The analysis shows that between 2011 and 2016 employment in the region grew by 197,503. And that 93,517 of these were in insecure jobs – work without guaranteed hours or baseline employment rights.
But if you don’t how much work you will have from one day to the next, making ends meet can be nightmare.
The TUC estimates that there are now 339,608 people now work in insecure jobs in the region – up from 246,091 in 2011. That represents 1 in 10 workers in the North West.
The TUC says this is being driven mainly by traditional industries – such as education, restaurant work and residential social care – rather than newer sectors.
The study, commissioned by the TUC from the Learning and Work Institute, defines insecure work as seasonal, casual, temporary or agency work, those on zero-hours contracts and low-paid self-employed workers.

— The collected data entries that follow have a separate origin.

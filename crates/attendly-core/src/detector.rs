//! Face detection capability and its SCRFD implementation.
//!
//! SCRFD is anchor-free over three strides; per stride the model emits a
//! score per anchor and four edge distances (in stride units) per anchor.

use crate::types::{BoundingBox, FrameRef};
use image::imageops::{self, FilterType};
use image::GrayImage;
use ndarray::Array4;
use ort::session::Session;
use ort::value::TensorRef;
use std::path::Path;
use thiserror::Error;

const SCRFD_INPUT_SIZE: u32 = 640;
const SCRFD_MEAN: f32 = 127.5;
const SCRFD_STD: f32 = 128.0;
const SCRFD_CONFIDENCE_THRESHOLD: f32 = 0.5;
const SCRFD_NMS_THRESHOLD: f32 = 0.4;
const SCRFD_STRIDES: [u32; 3] = [8, 16, 32];
const SCRFD_ANCHORS_PER_CELL: usize = 2;

#[derive(Error, Debug)]
pub enum DetectError {
    #[error("model file not found: {0}")]
    ModelNotFound(String),
    #[error("invalid frame: {0}")]
    InvalidFrame(String),
    #[error("inference failed: {0}")]
    InferenceFailed(String),
    #[error("ort: {0}")]
    Ort(#[from] ort::Error),
}

/// Locates faces in a frame. Output order carries no identity meaning
/// and may change from one frame to the next.
pub trait FaceDetector: Send {
    fn detect(&mut self, frame: &FrameRef<'_>) -> Result<Vec<BoundingBox>, DetectError>;
}

/// Mapping from letterboxed model space back to frame space.
#[derive(Debug, Clone, Copy)]
struct Letterbox {
    scale: f32,
    pad_x: f32,
    pad_y: f32,
}

impl Letterbox {
    fn fit(width: u32, height: u32) -> Self {
        let scale = (SCRFD_INPUT_SIZE as f32 / width as f32).min(SCRFD_INPUT_SIZE as f32 / height as f32);
        let (w, h) = Self::scaled(width, height, scale);
        Self {
            scale,
            pad_x: ((SCRFD_INPUT_SIZE - w) / 2) as f32,
            pad_y: ((SCRFD_INPUT_SIZE - h) / 2) as f32,
        }
    }

    fn scaled(width: u32, height: u32, scale: f32) -> (u32, u32) {
        let w = ((width as f32 * scale).round() as u32).clamp(1, SCRFD_INPUT_SIZE);
        let h = ((height as f32 * scale).round() as u32).clamp(1, SCRFD_INPUT_SIZE);
        (w, h)
    }

    fn unmap(&self, x: f32, y: f32) -> (f32, f32) {
        ((x - self.pad_x) / self.scale, (y - self.pad_y) / self.scale)
    }
}

/// SCRFD detector backed by ONNX Runtime.
pub struct ScrfdDetector {
    session: Session,
    /// (score, bbox) output index per stride.
    outputs: [(usize, usize); 3],
}

impl ScrfdDetector {
    pub fn load(model_path: &str) -> Result<Self, DetectError> {
        if !Path::new(model_path).exists() {
            return Err(DetectError::ModelNotFound(model_path.to_string()));
        }

        let session = Session::builder()?
            .with_intra_threads(2)?
            .commit_from_file(model_path)?;

        let names: Vec<String> = session.outputs().iter().map(|o| o.name().to_string()).collect();
        if names.len() < 6 {
            return Err(DetectError::InferenceFailed(format!(
                "SCRFD model needs score and bbox outputs for 3 strides, got {} outputs",
                names.len()
            )));
        }
        let outputs = output_layout(&names);
        tracing::info!(path = model_path, ?names, ?outputs, "loaded SCRFD model");

        Ok(Self { session, outputs })
    }

    fn preprocess(frame: &FrameRef<'_>) -> Result<(Array4<f32>, Letterbox), DetectError> {
        if !frame.is_complete() {
            return Err(DetectError::InvalidFrame(format!(
                "{}x{} frame with {} bytes",
                frame.width,
                frame.height,
                frame.data.len()
            )));
        }
        let pixels = (frame.width * frame.height) as usize;
        let src = GrayImage::from_raw(frame.width, frame.height, frame.data[..pixels].to_vec())
            .ok_or_else(|| DetectError::InvalidFrame("buffer does not fit dimensions".into()))?;

        let letterbox = Letterbox::fit(frame.width, frame.height);
        let (w, h) = Letterbox::scaled(frame.width, frame.height, letterbox.scale);
        let resized = imageops::resize(&src, w, h, FilterType::Triangle);

        // Zeros are the normalised padding value.
        let size = SCRFD_INPUT_SIZE as usize;
        let mut tensor = Array4::<f32>::zeros((1, 3, size, size));
        let (ox, oy) = (letterbox.pad_x as usize, letterbox.pad_y as usize);
        for (x, y, p) in resized.enumerate_pixels() {
            let v = (p[0] as f32 - SCRFD_MEAN) / SCRFD_STD;
            for c in 0..3 {
                tensor[[0, c, oy + y as usize, ox + x as usize]] = v;
            }
        }
        Ok((tensor, letterbox))
    }
}

impl FaceDetector for ScrfdDetector {
    fn detect(&mut self, frame: &FrameRef<'_>) -> Result<Vec<BoundingBox>, DetectError> {
        let (input, letterbox) = Self::preprocess(frame)?;
        let outputs = self.session.run(ort::inputs![TensorRef::from_array_view(input.view())?])?;

        let mut candidates = Vec::new();
        for (&stride, &(score_idx, bbox_idx)) in SCRFD_STRIDES.iter().zip(self.outputs.iter()) {
            let (_, scores) = outputs[score_idx]
                .try_extract_tensor::<f32>()
                .map_err(|e| DetectError::InferenceFailed(format!("scores stride {stride}: {e}")))?;
            let (_, boxes) = outputs[bbox_idx]
                .try_extract_tensor::<f32>()
                .map_err(|e| DetectError::InferenceFailed(format!("boxes stride {stride}: {e}")))?;
            decode_stride(scores, boxes, stride, &letterbox, SCRFD_CONFIDENCE_THRESHOLD, &mut candidates);
        }

        let faces = suppress_overlaps(candidates, SCRFD_NMS_THRESHOLD);
        tracing::debug!(faces = faces.len(), "SCRFD detection");
        Ok(faces)
    }
}

/// Find (score, bbox) outputs per stride by name ("score_8", "bbox_8", ...),
/// else assume the stock export order: scores 8/16/32 then boxes 8/16/32.
fn output_layout(names: &[String]) -> [(usize, usize); 3] {
    let find = |prefix: &str, stride: u32| names.iter().position(|n| *n == format!("{prefix}_{stride}"));
    let named: Option<Vec<(usize, usize)>> = SCRFD_STRIDES
        .iter()
        .map(|&s| Some((find("score", s)?, find("bbox", s)?)))
        .collect();

    match named {
        Some(v) => [v[0], v[1], v[2]],
        None => [(0, 3), (1, 4), (2, 5)],
    }
}

fn decode_stride(
    scores: &[f32],
    boxes: &[f32],
    stride: u32,
    letterbox: &Letterbox,
    threshold: f32,
    out: &mut Vec<BoundingBox>,
) {
    let grid_w = (SCRFD_INPUT_SIZE / stride) as usize;
    let s = stride as f32;

    for (idx, &score) in scores.iter().enumerate() {
        if score < threshold {
            continue;
        }
        let Some(d) = boxes.get(idx * 4..idx * 4 + 4) else {
            break;
        };
        let cell = idx / SCRFD_ANCHORS_PER_CELL;
        let cx = ((cell % grid_w) as u32 * stride) as f32;
        let cy = ((cell / grid_w) as u32 * stride) as f32;

        let (x1, y1) = letterbox.unmap(cx - d[0] * s, cy - d[1] * s);
        let (x2, y2) = letterbox.unmap(cx + d[2] * s, cy + d[3] * s);
        out.push(BoundingBox {
            x: x1,
            y: y1,
            width: x2 - x1,
            height: y2 - y1,
            confidence: score,
        });
    }
}

/// Greedy non-maximum suppression; result is ordered by confidence.
fn suppress_overlaps(mut candidates: Vec<BoundingBox>, iou_threshold: f32) -> Vec<BoundingBox> {
    candidates.sort_by(|a, b| b.confidence.total_cmp(&a.confidence));
    let mut kept: Vec<BoundingBox> = Vec::new();
    for c in candidates {
        if kept.iter().all(|k| k.iou(&c) <= iou_threshold) {
            kept.push(c);
        }
    }
    kept
}

#[cfg(test)]
mod tests {
    use super::*;

    fn bbox(x: f32, y: f32, w: f32, h: f32, confidence: f32) -> BoundingBox {
        BoundingBox { x, y, width: w, height: h, confidence }
    }

    #[test]
    fn test_suppress_overlapping() {
        let kept = suppress_overlaps(
            vec![
                bbox(0.0, 0.0, 100.0, 100.0, 0.8),
                bbox(5.0, 5.0, 100.0, 100.0, 0.9),
                bbox(300.0, 300.0, 50.0, 50.0, 0.6),
            ],
            0.4,
        );
        assert_eq!(kept.len(), 2);
        assert_eq!(kept[0].confidence, 0.9);
        assert_eq!(kept[1].confidence, 0.6);
    }

    #[test]
    fn test_suppress_empty() {
        assert!(suppress_overlaps(Vec::new(), 0.4).is_empty());
    }

    #[test]
    fn test_letterbox_landscape() {
        let lb = Letterbox::fit(1280, 720);
        assert!((lb.scale - 0.5).abs() < 1e-6);
        assert_eq!(lb.pad_x, 0.0);
        assert_eq!(lb.pad_y, 140.0);
        let (x, y) = lb.unmap(320.0, 140.0);
        assert!((x - 640.0).abs() < 1e-3 && y.abs() < 1e-3);
    }

    #[test]
    fn test_decode_stride_maps_to_frame_space() {
        let lb = Letterbox { scale: 1.0, pad_x: 0.0, pad_y: 0.0 };
        let grid = (SCRFD_INPUT_SIZE / 32) as usize;
        let anchors = grid * grid * SCRFD_ANCHORS_PER_CELL;
        let mut scores = vec![0.0f32; anchors];
        let mut boxes = vec![0.0f32; anchors * 4];

        // Cell (col 1, row 2), second anchor.
        let idx = (2 * grid + 1) * SCRFD_ANCHORS_PER_CELL + 1;
        scores[idx] = 0.9;
        boxes[idx * 4..idx * 4 + 4].copy_from_slice(&[0.5, 0.5, 1.0, 1.0]);

        let mut out = Vec::new();
        decode_stride(&scores, &boxes, 32, &lb, 0.5, &mut out);
        assert_eq!(out.len(), 1);
        let b = &out[0];
        assert!((b.x - 16.0).abs() < 1e-4);
        assert!((b.y - 48.0).abs() < 1e-4);
        assert!((b.width - 48.0).abs() < 1e-4);
        assert!((b.height - 48.0).abs() < 1e-4);
    }

    #[test]
    fn test_output_layout_named_and_positional() {
        let named: Vec<String> = ["bbox_8", "score_8", "bbox_16", "score_16", "bbox_32", "score_32"]
            .iter()
            .map(|s| s.to_string())
            .collect();
        assert_eq!(output_layout(&named), [(1, 0), (3, 2), (5, 4)]);

        let numeric: Vec<String> = (0..9).map(|i| (400 + i).to_string()).collect();
        assert_eq!(output_layout(&numeric), [(0, 3), (1, 4), (2, 5)]);
    }

    #[test]
    fn test_preprocess_rejects_short_buffer() {
        let data = vec![0u8; 10];
        let frame = FrameRef::new(&data, 640, 480);
        assert!(matches!(ScrfdDetector::preprocess(&frame), Err(DetectError::InvalidFrame(_))));
    }

    #[test]
    fn test_preprocess_shape_and_padding() {
        let data = vec![255u8; 64 * 32];
        let frame = FrameRef::new(&data, 64, 32);
        let (tensor, lb) = ScrfdDetector::preprocess(&frame).unwrap();
        assert_eq!(tensor.shape(), &[1, 3, 640, 640]);
        assert_eq!(lb.pad_y, 160.0);
        assert_eq!(tensor[[0, 0, 0, 0]], 0.0);
        let inside = tensor[[0, 1, 320, 320]];
        assert!((inside - (255.0 - SCRFD_MEAN) / SCRFD_STD).abs() < 1e-3);
    }
}
use anyhow::{Context, Result};
use attendly_core::detector::ScrfdDetector;
use attendly_core::encoder::ArcFaceEncoder;
use attendly_core::matcher::LinearMatcher;
use attendly_core::processor::FrameProcessor;
use attendly_core::{spawn_dispatcher, Gallery, Pipeline, SystemClock};
use std::sync::Arc;
use std::time::Duration;
use tracing_subscriber::EnvFilter;

mod config;
mod dbus_interface;
mod engine;
mod store;

const BUS_NAME: &str = "org.attendly.Attendance1";
const OBJECT_PATH: &str = "/org/attendly/Attendance1";
const SHUTDOWN_GRACE: Duration = Duration::from_secs(5);

#[tokio::main]
async fn main() -> Result<()> {
    tracing_subscriber::fmt()
        .with_env_filter(EnvFilter::from_default_env())
        .init();

    tracing::info!("attendlyd starting");

    let config = config::Config::load()?;
    let pipeline_config = config.pipeline();
    pipeline_config.validate().context("invalid pipeline configuration")?;
    let retry_policy = config.retry_policy();
    retry_policy.validate().context("invalid sink retry policy")?;

    let store = store::Store::open(&config.db_path)
        .with_context(|| format!("failed to open database {}", config.db_path.display()))?;

    let gallery = Arc::new(Gallery::new());
    gallery
        .reload(store.load_identities()?)
        .context("stored identities are inconsistent")?;
    tracing::info!(identities = gallery.len(), "gallery loaded");

    let detector = ScrfdDetector::load(&config.scrfd_model_path())?;
    tracing::info!(path = %config.scrfd_model_path(), "SCRFD detector loaded");
    let encoder = ArcFaceEncoder::load(&config.arcface_model_path(), config.min_face_size)?;
    tracing::info!(path = %config.arcface_model_path(), "ArcFace encoder loaded");

    let (sink, sink_thread) = spawn_dispatcher(Box::new(store.clone()), retry_policy)?;

    let processor = FrameProcessor::new(
        Box::new(detector),
        Box::new(encoder),
        Box::new(LinearMatcher::new(Arc::clone(&gallery), &pipeline_config)?),
        &pipeline_config,
    )?;
    let pipeline = Pipeline::new(processor, &pipeline_config, sink.clone(), Box::new(SystemClock))?;

    let sources = engine::CameraFactory(engine::CaptureSettings {
        device: config.camera_device.clone(),
        width: config.frame_width,
        height: config.frame_height,
    });
    let (engine, engine_thread) = engine::spawn_engine(pipeline, Box::new(sources), Arc::clone(&gallery), store);

    let service = dbus_interface::AttendanceService {
        engine: engine.clone(),
        gallery,
        sink: sink.clone(),
    };
    let builder = if config.system_bus {
        zbus::connection::Builder::system()?
    } else {
        zbus::connection::Builder::session()?
    };
    let connection = builder
        .name(BUS_NAME)?
        .serve_at(OBJECT_PATH, service)?
        .build()
        .await
        .context("failed to register on D-Bus")?;

    tracing::info!(bus = BUS_NAME, system = config.system_bus, "attendlyd ready");

    tokio::signal::ctrl_c().await?;
    tracing::info!("attendlyd shutting down");

    // Release the camera and close open sessions, then drain the sink queue.
    if let Err(err) = engine.stop_capture().await {
        tracing::warn!(error = %err, "failed to stop capture cleanly");
    }
    drop(connection);
    drop(engine);
    if let Err(err) = sink.flush().await {
        tracing::warn!(error = %err, "attendance events may be lost");
    }
    drop(sink);

    let deadline = tokio::time::Instant::now() + SHUTDOWN_GRACE;
    while !(engine_thread.is_finished() && sink_thread.is_finished()) {
        if tokio::time::Instant::now() >= deadline {
            tracing::warn!("worker threads still running at exit");
            return Ok(());
        }
        tokio::time::sleep(Duration::from_millis(20)).await;
    }
    let _ = engine_thread.join();
    let _ = sink_thread.join();

    Ok(())
}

The TUC says these contract types leave working people in the position where:
Their wages can fluctuate without warning; they find it hard to get their basic employment rights respected ; they miss out on key protections like sick pay.
The TUC is today launching a new initiative for workers in the North West to share their experiences of insecure work anonymously.
The TUC estimates that the rise in insecure work since 2006 is costing the UK exchequer £4bn year, with the government collecting billions less in tax revenues.
TUC Regional Secretary for the North West Lynn Collins said: “Insecure working in the North West has shot up in recent years. People need jobs they can live on. But if you don’t how much work you will have from one day to the next, making ends meet can be nightmare.
“Too many bosses are getting away with shady employment practices.”